WHAT NEEDS TO BE DONE -
Among the entries below, find the lines that hold the word "tokio" and report them.
╭─ PROVIDED RECORDS
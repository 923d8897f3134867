use super::InsightSummarizer;
use crate::models::QueryPlan;
use crate::result::{ColumnKind, ResultSet};
use serde::{Deserialize, Serialize};
use serde_json::Value;
use std::collections::HashMap;

const MAX_KPI_COLUMNS: usize = 8;
const MAX_TOP_COLUMNS: usize = 3;
const TOP_VALUES: usize = 5;
const HIGHLIGHT_VALUES: usize = 3;

#[derive(Debug, Clone, Default, Serialize, Deserialize, PartialEq)]
pub struct Insights {
    pub kpis: Vec<Kpi>,
    pub highlights: Vec<String>,
    pub tables: Vec<TopValues>,
}

#[derive(Debug, Clone, Serialize, Deserialize, PartialEq)]
pub struct Kpi {
    pub name: String,
    pub value: f64,
}

#[derive(Debug, Clone, Serialize, Deserialize, PartialEq)]
pub struct TopValues {
    pub title: String,
    pub rows: Vec<ValueCount>,
}

#[derive(Debug, Clone, Serialize, Deserialize, PartialEq)]
pub struct ValueCount {
    pub value: String,
    pub count: usize,
}

/// Summaries computed strictly from the returned rows.
#[derive(Debug, Clone, Copy, Default)]
pub struct BasicInsights;

impl InsightSummarizer for BasicInsights {
    fn summarize(&self, result: &ResultSet, _plan: &QueryPlan) -> Insights {
        if result.row_count() == 0 {
            return Insights {
                highlights: vec!["No data returned.".to_string()],
                ..Insights::default()
            };
        }

        let mut insights = Insights::default();

        for (idx, column) in result
            .columns
            .iter()
            .enumerate()
            .filter(|(_, c)| c.kind.is_numeric())
            .take(MAX_KPI_COLUMNS)
        {
            let values: Vec<f64> = result.column_values(idx).filter_map(Value::as_f64).collect();
            if values.is_empty() {
                continue;
            }
            let sum: f64 = values.iter().sum();
            insights.kpis.push(Kpi {
                name: format!("{} (avg)", column.name),
                value: sum / values.len() as f64,
            });
            insights.kpis.push(Kpi {
                name: format!("{} (sum)", column.name),
                value: sum,
            });
        }

        for (idx, column) in result
            .columns
            .iter()
            .enumerate()
            .filter(|(_, c)| c.kind == ColumnKind::Text)
            .take(MAX_TOP_COLUMNS)
        {
            let top = top_values(result.column_values(idx));
            if top.is_empty() {
                continue;
            }
            let preview: Vec<String> = top
                .iter()
                .take(HIGHLIGHT_VALUES)
                .map(|r| format!("{} ({})", r.value, r.count))
                .collect();
            insights
                .highlights
                .push(format!("Top values for {}: {}", column.name, preview.join(", ")));
            insights.tables.push(TopValues {
                title: format!("Top {}", column.name),
                rows: top,
            });
        }

        insights.highlights.push(format!(
            "Returned {} rows and {} columns.",
            group_thousands(result.row_count()),
            result.columns.len()
        ));
        insights
    }
}

fn top_values<'a>(values: impl Iterator<Item = &'a Value>) -> Vec<ValueCount> {
    let mut counts: HashMap<String, usize> = HashMap::new();
    for value in values {
        let key = match value {
            Value::Null => continue,
            Value::String(s) => s.clone(),
            other => other.to_string(),
        };
        *counts.entry(key).or_default() += 1;
    }
    let mut top: Vec<ValueCount> = counts
        .into_iter()
        .map(|(value, count)| ValueCount { value, count })
        .collect();
    top.sort_by(|a, b| b.count.cmp(&a.count).then_with(|| a.value.cmp(&b.value)));
    top.truncate(TOP_VALUES);
    top
}

fn group_thousands(n: usize) -> String {
    let digits = n.to_string();
    let mut out = String::with_capacity(digits.len() + digits.len() / 3);
    for (idx, ch) in digits.chars().enumerate() {
        if idx > 0 && (digits.len() - idx) % 3 == 0 {
            out.push(',');
        }
        out.push(ch);
    }
    out
}

#[cfg(test)]
mod tests {
    use super::*;
    use pretty_assertions::assert_eq;
    use serde_json::json;

    #[test]
    fn computes_kpis_and_top_values() {
        let result = ResultSet::from_rows(
            &["region", "orders"],
            vec![
                vec![json!("EU"), json!(2)],
                vec![json!("US"), json!(4)],
                vec![json!("EU"), json!(null)],
            ],
        );
        let insights = BasicInsights.summarize(&result, &QueryPlan::default());

        assert_eq!(
            insights.kpis,
            vec![
                Kpi { name: "orders (avg)".into(), value: 3.0 },
                Kpi { name: "orders (sum)".into(), value: 6.0 },
            ]
        );
        assert_eq!(insights.tables[0].title, "Top region");
        assert_eq!(insights.tables[0].rows[0], ValueCount { value: "EU".into(), count: 2 });
        assert_eq!(
            insights.highlights,
            vec![
                "Top values for region: EU (2), US (1)".to_string(),
                "Returned 3 rows and 2 columns.".to_string(),
            ]
        );
    }

    #[test]
    fn empty_result_has_single_highlight() {
        let insights = BasicInsights.summarize(&ResultSet::default(), &QueryPlan::default());
        assert_eq!(insights.highlights, vec!["No data returned."]);
        assert!(insights.kpis.is_empty());
    }

    #[test]
    fn groups_thousands() {
        assert_eq!(group_thousands(7), "7");
        assert_eq!(group_thousands(1_000), "1,000");
        assert_eq!(group_thousands(1_234_567), "1,234,567");
    }
}
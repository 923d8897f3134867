//! Append-only JSONL audit of executed statements.

use super::ExecutionMeta;
use crate::error::Result;
use anyhow::Context;
use chrono::{DateTime, Utc};
use serde::{Deserialize, Serialize};
use std::path::{Path, PathBuf};
use tokio::io::AsyncWriteExt;
use tokio::sync::Mutex;
use tracing::warn;

pub const QUERY_LOG_FILE: &str = "query_logs.jsonl";
pub const DEFAULT_RECENT: usize = 200;

#[derive(Debug, Clone, Serialize, Deserialize, PartialEq)]
pub struct QueryLogEntry {
    pub ts: DateTime<Utc>,
    pub sql: String,
    #[serde(flatten)]
    pub meta: ExecutionMeta,
}

pub struct QueryLog {
    path: PathBuf,
    append_lock: Mutex<()>,
}

impl QueryLog {
    pub fn new(dir: &Path) -> Result<Self> {
        std::fs::create_dir_all(dir)
            .with_context(|| format!("failed to create log directory {}", dir.display()))?;
        Ok(Self {
            path: dir.join(QUERY_LOG_FILE),
            append_lock: Mutex::new(()),
        })
    }

    pub fn path(&self) -> &Path {
        &self.path
    }

    pub async fn append(&self, sql: &str, meta: &ExecutionMeta) -> Result<()> {
        let entry = QueryLogEntry {
            ts: Utc::now(),
            sql: sql.to_string(),
            meta: meta.clone(),
        };
        let mut line = serde_json::to_vec(&entry).context("failed to serialize query log entry")?;
        line.push(b'\n');

        let _guard = self.append_lock.lock().await;
        let mut file = tokio::fs::OpenOptions::new()
            .create(true)
            .append(true)
            .open(&self.path)
            .await
            .with_context(|| format!("failed to open {}", self.path.display()))?;
        file.write_all(&line)
            .await
            .with_context(|| format!("failed to append to {}", self.path.display()))?;
        Ok(())
    }

    /// The last `limit` readable entries, oldest first. Malformed lines are
    /// skipped.
    pub async fn read_recent(&self, limit: usize) -> Result<Vec<QueryLogEntry>> {
        let data = match tokio::fs::read_to_string(&self.path).await {
            Ok(data) => data,
            Err(err) if err.kind() == std::io::ErrorKind::NotFound => return Ok(Vec::new()),
            Err(err) => {
                return Err(anyhow::Error::new(err)
                    .context(format!("failed to read {}", self.path.display()))
                    .into())
            }
        };

        let lines: Vec<&str> = data.lines().filter(|line| !line.trim().is_empty()).collect();
        let skip = lines.len().saturating_sub(limit);
        Ok(lines[skip..]
            .iter()
            .filter_map(|line| match serde_json::from_str(line) {
                Ok(entry) => Some(entry),
                Err(err) => {
                    warn!(error = %err, "skipping malformed query log line");
                    None
                }
            })
            .collect())
    }
}
use super::{DashboardBuilder, Insights};
use crate::models::QueryPlan;
use crate::result::{ColumnKind, ResultColumn, ResultSet};
use crate::time::parse_datetime;
use serde::{Deserialize, Serialize};
use serde_json::Value;

#[derive(Debug, Clone, Serialize, Deserialize, PartialEq)]
pub struct DashboardMeta {
    pub title: String,
    pub columns: Vec<ColumnMeta>,
    #[serde(skip_serializing_if = "Vec::is_empty", default)]
    pub suggestions: Vec<VizSuggestion>,
    pub kpi_count: usize,
    pub rows: usize,
}

#[derive(Debug, Clone, Serialize, Deserialize, PartialEq)]
pub struct ColumnMeta {
    pub name: String,
    #[serde(rename = "type")]
    pub col_type: ColumnType,
    #[serde(skip_serializing_if = "Option::is_none")]
    pub semantic: Option<ColumnSemantic>,
}

#[derive(Debug, Clone, Copy, Serialize, Deserialize, PartialEq, Eq)]
#[serde(rename_all = "snake_case")]
pub enum ColumnType {
    Text,
    Bool,
    Int,
    Float,
    Timestamptz,
}

#[derive(Debug, Clone, Copy, Serialize, Deserialize, PartialEq, Eq)]
#[serde(rename_all = "snake_case")]
pub enum ColumnSemantic {
    Id,
    Time,
    Value,
    Label,
}

#[derive(Debug, Clone, Serialize, Deserialize, PartialEq)]
pub struct VizSuggestion {
    pub kind: VizKind,
    #[serde(skip_serializing_if = "Option::is_none")]
    pub x: Option<String>,
    #[serde(skip_serializing_if = "Option::is_none")]
    pub y: Option<String>,
    #[serde(skip_serializing_if = "Option::is_none")]
    pub series: Option<String>,
}

#[derive(Debug, Clone, Copy, Serialize, Deserialize, PartialEq, Eq)]
#[serde(rename_all = "snake_case")]
pub enum VizKind {
    Timeseries,
    Bar,
    Table,
}

/// Column metadata plus chart suggestions for the result.
#[derive(Debug, Clone, Copy, Default)]
pub struct VizDashboard;

impl DashboardBuilder for VizDashboard {
    fn build(&self, result: &ResultSet, plan: &QueryPlan, insights: &Insights) -> DashboardMeta {
        let time_column = plan
            .time_field
            .as_deref()
            .map(|field| field.rsplit('.').next().unwrap_or(field));

        let columns: Vec<ColumnMeta> = result
            .columns
            .iter()
            .enumerate()
            .map(|(idx, column)| describe(column, result.column_values(idx), time_column))
            .collect();

        let title = match plan.notes.trim() {
            "" => "Dashboard".to_string(),
            notes => notes.to_string(),
        };

        DashboardMeta {
            title,
            suggestions: suggest(&columns),
            columns,
            kpi_count: insights.kpis.len(),
            rows: result.row_count(),
        }
    }
}

fn describe<'a>(
    column: &ResultColumn,
    mut values: impl Iterator<Item = &'a Value>,
    time_column: Option<&str>,
) -> ColumnMeta {
    let is_id = column.name == "id" || column.name.ends_with("_id");
    let (col_type, semantic) = match column.kind {
        ColumnKind::Bool => (ColumnType::Bool, None),
        ColumnKind::Int64 if is_id => (ColumnType::Int, Some(ColumnSemantic::Id)),
        ColumnKind::Int64 => (ColumnType::Int, Some(ColumnSemantic::Value)),
        ColumnKind::Float64 => (ColumnType::Float, Some(ColumnSemantic::Value)),
        ColumnKind::Text => {
            let first = values.find_map(Value::as_str);
            let is_time = time_column == Some(column.name.as_str())
                || first.is_some_and(|v| parse_datetime(v).is_ok());
            if is_time {
                (ColumnType::Timestamptz, Some(ColumnSemantic::Time))
            } else if is_id {
                (ColumnType::Text, Some(ColumnSemantic::Id))
            } else {
                (ColumnType::Text, Some(ColumnSemantic::Label))
            }
        }
    };
    ColumnMeta {
        name: column.name.clone(),
        col_type,
        semantic,
    }
}

fn suggest(columns: &[ColumnMeta]) -> Vec<VizSuggestion> {
    let first = |semantic: ColumnSemantic| {
        columns
            .iter()
            .find(|c| c.semantic == Some(semantic))
            .map(|c| c.name.clone())
    };
    let time = first(ColumnSemantic::Time);
    let value = first(ColumnSemantic::Value);
    let label = first(ColumnSemantic::Label);

    let mut suggestions = Vec::new();
    if let (Some(x), Some(y)) = (&time, &value) {
        suggestions.push(VizSuggestion {
            kind: VizKind::Timeseries,
            x: Some(x.clone()),
            y: Some(y.clone()),
            series: label.clone(),
        });
    }
    if let (Some(x), Some(y)) = (&label, &value) {
        suggestions.push(VizSuggestion {
            kind: VizKind::Bar,
            x: Some(x.clone()),
            y: Some(y.clone()),
            series: None,
        });
    }
    if suggestions.is_empty() {
        suggestions.push(VizSuggestion {
            kind: VizKind::Table,
            x: None,
            y: None,
            series: None,
        });
    }
    suggestions
}

#[cfg(test)]
mod tests {
    use super::*;
    use pretty_assertions::assert_eq;
    use serde_json::json;

    #[test]
    fn suggests_timeseries_and_bar() {
        let result = ResultSet::from_rows(
            &["order_date", "region", "revenue"],
            vec![
                vec![json!("2024-01-01T00:00:00Z"), json!("EU"), json!(1.5)],
                vec![json!("2024-02-01T00:00:00Z"), json!("US"), json!(2.5)],
            ],
        );
        let meta = VizDashboard.build(&result, &QueryPlan::default(), &Insights::default());

        assert_eq!(meta.title, "Dashboard");
        assert_eq!(meta.columns[0].col_type, ColumnType::Timestamptz);
        assert_eq!(meta.columns[1].semantic, Some(ColumnSemantic::Label));
        assert_eq!(
            meta.suggestions.iter().map(|s| s.kind).collect::<Vec<_>>(),
            vec![VizKind::Timeseries, VizKind::Bar]
        );
        assert_eq!(meta.suggestions[0].series.as_deref(), Some("region"));
    }

    #[test]
    fn falls_back_to_table() {
        let result = ResultSet::from_rows(
            &["customer_id", "name"],
            vec![vec![json!(1), json!("Ada")]],
        );
        let plan = QueryPlan {
            notes: "Customers".into(),
            ..QueryPlan::default()
        };
        let meta = VizDashboard.build(&result, &plan, &Insights::default());
        assert_eq!(meta.title, "Customers");
        assert_eq!(meta.columns[0].semantic, Some(ColumnSemantic::Id));
        assert_eq!(meta.suggestions[0].kind, VizKind::Table);
    }

    #[test]
    fn plan_time_field_marks_time_column() {
        let result = ResultSet::from_rows(&["day", "orders"], vec![vec![json!("week 1"), json!(3)]]);
        let plan = QueryPlan {
            time_field: Some("sales.orders.day".into()),
            ..QueryPlan::default()
        };
        let meta = VizDashboard.build(&result, &plan, &Insights::default());
        assert_eq!(meta.columns[0].semantic, Some(ColumnSemantic::Time));
        assert_eq!(meta.suggestions[0].kind, VizKind::Timeseries);
        assert_eq!(meta.suggestions[0].series, None);
    }
}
╰─
RESPONSE FOR THIS EXERCISE -
use tokio::io::AsyncWriteExt;
use tokio::sync::Mutex;
        let mut file = tokio::fs::OpenOptions::new()
        let data = match tokio::fs::read_to_string(&self.path).await {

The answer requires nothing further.